Work instruction:
All of the data is to be copied without a single change.

Exercise inputs:
◆ ◆ ◆ ◆ ◆

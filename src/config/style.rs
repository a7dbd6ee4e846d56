//! `[style]` section configuration.

use super::defaults;
use educe::Educe;
use serde::{Deserialize, Serialize};
use std::path::PathBuf;

/// `[style]` section in docs2email.toml - the two constant style sets.
///
/// # Example
/// ```toml
/// [style]
/// allowed = ["font-style:italic", "font-weight:700"]
/// stylesheet = "~/mail/newsletter.css"
/// ```
#[derive(Debug, Clone, Educe, Serialize, Deserialize)]
#[educe(Default)]
#[serde(default, deny_unknown_fields)]
pub struct StyleConfig {
    /// Inline declarations that survive the style filter.
    #[serde(default = "defaults::style::allowed")]
    #[educe(Default = defaults::style::allowed())]
    pub allowed: Vec<String>,

    /// Stylesheet replacing the built-in rule set.
    #[serde(default = "defaults::style::stylesheet")]
    #[educe(Default = defaults::style::stylesheet())]
    pub stylesheet: Option<PathBuf>,
}
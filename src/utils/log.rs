//! Logging utilities with colored output.
//!
//! Provides the `log!` macro for formatted terminal output with a colored
//! module prefix.
//!
//! # Example
//!
//! ```ignore
//! log!("archive"; "found {} entries", count);
//! ```

use colored::{ColoredString, Colorize};
use crossterm::{
    execute,
    terminal::{Clear, ClearType, size},
};
use std::{
    io::{Write, stdout},
    sync::OnceLock,
};

/// Cached terminal width (fetched once on first use)
static TERMINAL_WIDTH: OnceLock<u16> = OnceLock::new();

/// Length of brackets around module name: "[]"
const BRACKET_LEN: usize = 2;
/// Space after prefix: "[module] " <- this space
const SPACE_AFTER_PREFIX: usize = 1;

/// Calculate total prefix length for a module name.
///
/// Returns: `module.len() + 3` (for `[`, `]`, and trailing space)
#[inline]
const fn calc_prefix_len(module_len: usize) -> usize {
    module_len + BRACKET_LEN + SPACE_AFTER_PREFIX
}

/// Get terminal width, cached after first call.
/// Falls back to 120 columns if detection fails.
fn get_terminal_width() -> u16 {
    *TERMINAL_WIDTH.get_or_init(|| size().map(|(w, _)| w).unwrap_or(120))
}

// ============================================================================
// Log Macro
// ============================================================================

/// Log a message with a colored module prefix.
///
/// # Usage
/// ```ignore
/// log!("module"; "message with {} formatting", args);
/// ```
#[macro_export]
macro_rules! log {
    ($module:expr; $($arg:tt)*) => {{
        $crate::utils::log::log($module, &format!($($arg)*))
    }};
}

// ============================================================================
// Helper Functions
// ============================================================================

/// Log a message with a colored module prefix.
///
/// Automatically truncates long messages to fit terminal width.
#[inline]
pub fn log(module: &str, message: &str) {
    let module_lower = module.to_ascii_lowercase();
    let prefix = colorize_prefix(module, &module_lower);
    let width = get_terminal_width() as usize;

    let mut stdout = stdout().lock();
    execute!(stdout, Clear(ClearType::UntilNewLine)).ok();

    let prefix_len = calc_prefix_len(module.len());
    let max_msg_len = width.saturating_sub(prefix_len);
    let message = truncate_str(message, max_msg_len);

    writeln!(stdout, "{prefix} {message}").ok();
    stdout.flush().ok();
}

/// Apply color to a module prefix based on pipeline stage.
#[inline]
fn colorize_prefix(module: &str, module_lower: &str) -> ColoredString {
    let prefix = format!("[{module}]");
    match module_lower {
        "archive" => prefix.bright_blue().bold(),
        "inline" => prefix.bright_green().bold(),
        "error" => prefix.bright_red().bold(),
        _ => prefix.bright_yellow().bold(),
    }
}

/// Truncate a string to fit within max_len bytes.
///
/// Ensures the result is valid UTF-8 by finding the nearest character boundary.
#[inline]
fn truncate_str(s: &str, max_len: usize) -> &str {
    if s.len() <= max_len {
        return s;
    }
    let mut end = max_len;
    while end > 0 && !s.is_char_boundary(end) {
        end -= 1;
    }
    &s[..end]
}

// ============================================================================
// Tests
// ============================================================================

#[cfg(test)]
mod tests {
    use super::*;

    #[test]
    fn test_calc_prefix_len() {
        // "archive" -> "[archive] " = 7 + 2 + 1 = 10
        assert_eq!(calc_prefix_len(7), 10);
        assert_eq!(calc_prefix_len(0), 3);
    }

    #[test]
    fn test_truncate_str_short_string() {
        assert_eq!(truncate_str("hello", 10), "hello");
        assert_eq!(truncate_str("hello", 5), "hello");
    }

    #[test]
    fn test_truncate_str_needs_truncation() {
        assert_eq!(truncate_str("hello world", 5), "hello");
        assert_eq!(truncate_str("hello", 0), "");
    }

    #[test]
    fn test_truncate_str_unicode_boundary() {
        // "你好" is 6 bytes, byte 4 falls inside the second char
        assert_eq!(truncate_str("你好", 4), "你");
        assert_eq!(truncate_str("a你b", 2), "a");
    }

    #[test]
    fn test_colorize_prefix_wraps_module() {
        colored::control::set_override(false);
        assert_eq!(colorize_prefix("clean", "clean").to_string(), "[clean]");
        assert_eq!(colorize_prefix("Error", "error").to_string(), "[Error]");
    }
}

◆ ◆ ◆ ◆ ◆

Result:
filename src/config/style.rs
repository a7dbd6ee4e846d56
//! `[style]` section configuration.

use super::defaults;
use educe::Educe;
use serde::{Deserialize, Serialize};
use std::path::PathBuf;

/// `[style]` section in docs2email.toml - the two constant style sets.
///
/// # Example
/// ```toml
/// [style]
/// allowed = ["font-style:italic", "font-weight:700"]
/// stylesheet = "~/mail/newsletter.css"
/// ```
#[derive(Debug, Clone, Educe, Serialize, Deserialize)]
#[educe(Default)]
#[serde(default, deny_unknown_fields)]
pub struct StyleConfig {
    /// Inline declarations that survive the style filter.
    #[serde(default = "defaults::style::allowed")]
    #[educe(Default = defaults::style::allowed())]
    pub allowed: Vec<String>,

    /// Stylesheet replacing the built-in rule set.
    #[serde(default = "defaults::style::stylesheet")]
    #[educe(Default = defaults::style::stylesheet())]
    pub stylesheet: Option<PathBuf>,
}
filename src/utils/log.rs
//! Logging utilities with colored output.
//!
//! Provides the `log!` macro for formatted terminal output with a colored
//! module prefix.
//!
//! # Example
//!
//! ```ignore
//! log!("archive"; "found {} entries", count);
//! ```

use colored::{ColoredString, Colorize};
use crossterm::{
    execute,
    terminal::{Clear, ClearType, size},
};
use std::{
    io::{Write, stdout},
    sync::OnceLock,
};

/// Cached terminal width (fetched once on first use)
static TERMINAL_WIDTH: OnceLock<u16> = OnceLock::new();

/// Length of brackets around module name: "[]"
const BRACKET_LEN: usize = 2;
/// Space after prefix: "[module] " <- this space
const SPACE_AFTER_PREFIX: usize = 1;

/// Calculate total prefix length for a module name.
///
/// Returns: `module.len() + 3` (for `[`, `]`, and trailing space)
#[inline]
const fn calc_prefix_len(module_len: usize) -> usize {
    module_len + BRACKET_LEN + SPACE_AFTER_PREFIX
}

/// Get terminal width, cached after first call.
/// Falls back to 120 columns if detection fails.
fn get_terminal_width() -> u16 {
    *TERMINAL_WIDTH.get_or_init(|| size().map(|(w, _)| w).unwrap_or(120))
}

// ============================================================================
// Log Macro
// ============================================================================

/// Log a message with a colored module prefix.
///
/// # Usage
/// ```ignore
/// log!("module"; "message with {} formatting", args);
/// ```
#[macro_export]
macro_rules! log {
    ($module:expr; $($arg:tt)*) => {{
        $crate::utils::log::log($module, &format!($($arg)*))
    }};
}

// ============================================================================
// Helper Functions
// ============================================================================

/// Log a message with a colored module prefix.
///
/// Automatically truncates long messages to fit terminal width.
#[inline]
pub fn log(module: &str, message: &str) {
    let module_lower = module.to_ascii_lowercase();
    let prefix = colorize_prefix(module, &module_lower);
    let width = get_terminal_width() as usize;

    let mut stdout = stdout().lock();
    execute!(stdout, Clear(ClearType::UntilNewLine)).ok();

    let prefix_len = calc_prefix_len(module.len());
    let max_msg_len = width.saturating_sub(prefix_len);
    let message = truncate_str(message, max_msg_len);

    writeln!(stdout, "{prefix} {message}").ok();
    stdout.flush().ok();
}

/// Apply color to a module prefix based on pipeline stage.
#[inline]
fn colorize_prefix(module: &str, module_lower: &str) -> ColoredString {
    let prefix = format!("[{module}]");
    match module_lower {
        "archive" => prefix.bright_blue().bold(),
        "inline" => prefix.bright_green().bold(),
        "error" => prefix.bright_red().bold(),
        _ => prefix.bright_yellow().bold(),
    }
}

/// Truncate a string to fit within max_len bytes.
///
/// Ensures the result is valid UTF-8 by finding the nearest character boundary.
#[inline]
fn truncate_str(s: &str, max_len: usize) -> &str {
    if s.len() <= max_len {
        return s;
    }
    let mut end = max_len;
    while end > 0 && !s.is_char_boundary(end) {
        end -= 1;
    }
    &s[..end]
}

// ============================================================================
// Tests
// ============================================================================

#[cfg(test)]
mod tests {
    use super::*;

    #[test]
    fn test_calc_prefix_len() {
        // "archive" -> "[archive] " = 7 + 2 + 1 = 10
        assert_eq!(calc_prefix_len(7), 10);
        assert_eq!(calc_prefix_len(0), 3);
    }

    #[test]
    fn test_truncate_str_short_string() {
        assert_eq!(truncate_str("hello", 10), "hello");
        assert_eq!(truncate_str("hello", 5), "hello");
    }

    #[test]
    fn test_truncate_str_needs_truncation() {
        assert_eq!(truncate_str("hello world", 5), "hello");
        assert_eq!(truncate_str("hello", 0), "");
    }

    #[test]
    fn test_truncate_str_unicode_boundary() {
        // "你好" is 6 bytes, byte 4 falls inside the second char
        assert_eq!(truncate_str("你好", 4), "你");
        assert_eq!(truncate_str("a你b", 2), "a");
    }

    #[test]
    fn test_colorize_prefix_wraps_module() {
        colored::control::set_override(false);
        assert_eq!(colorize_prefix("clean", "clean").to_string(), "[clean]");
        assert_eq!(colorize_prefix("Error", "error").to_string(), "[Error]");
    }
}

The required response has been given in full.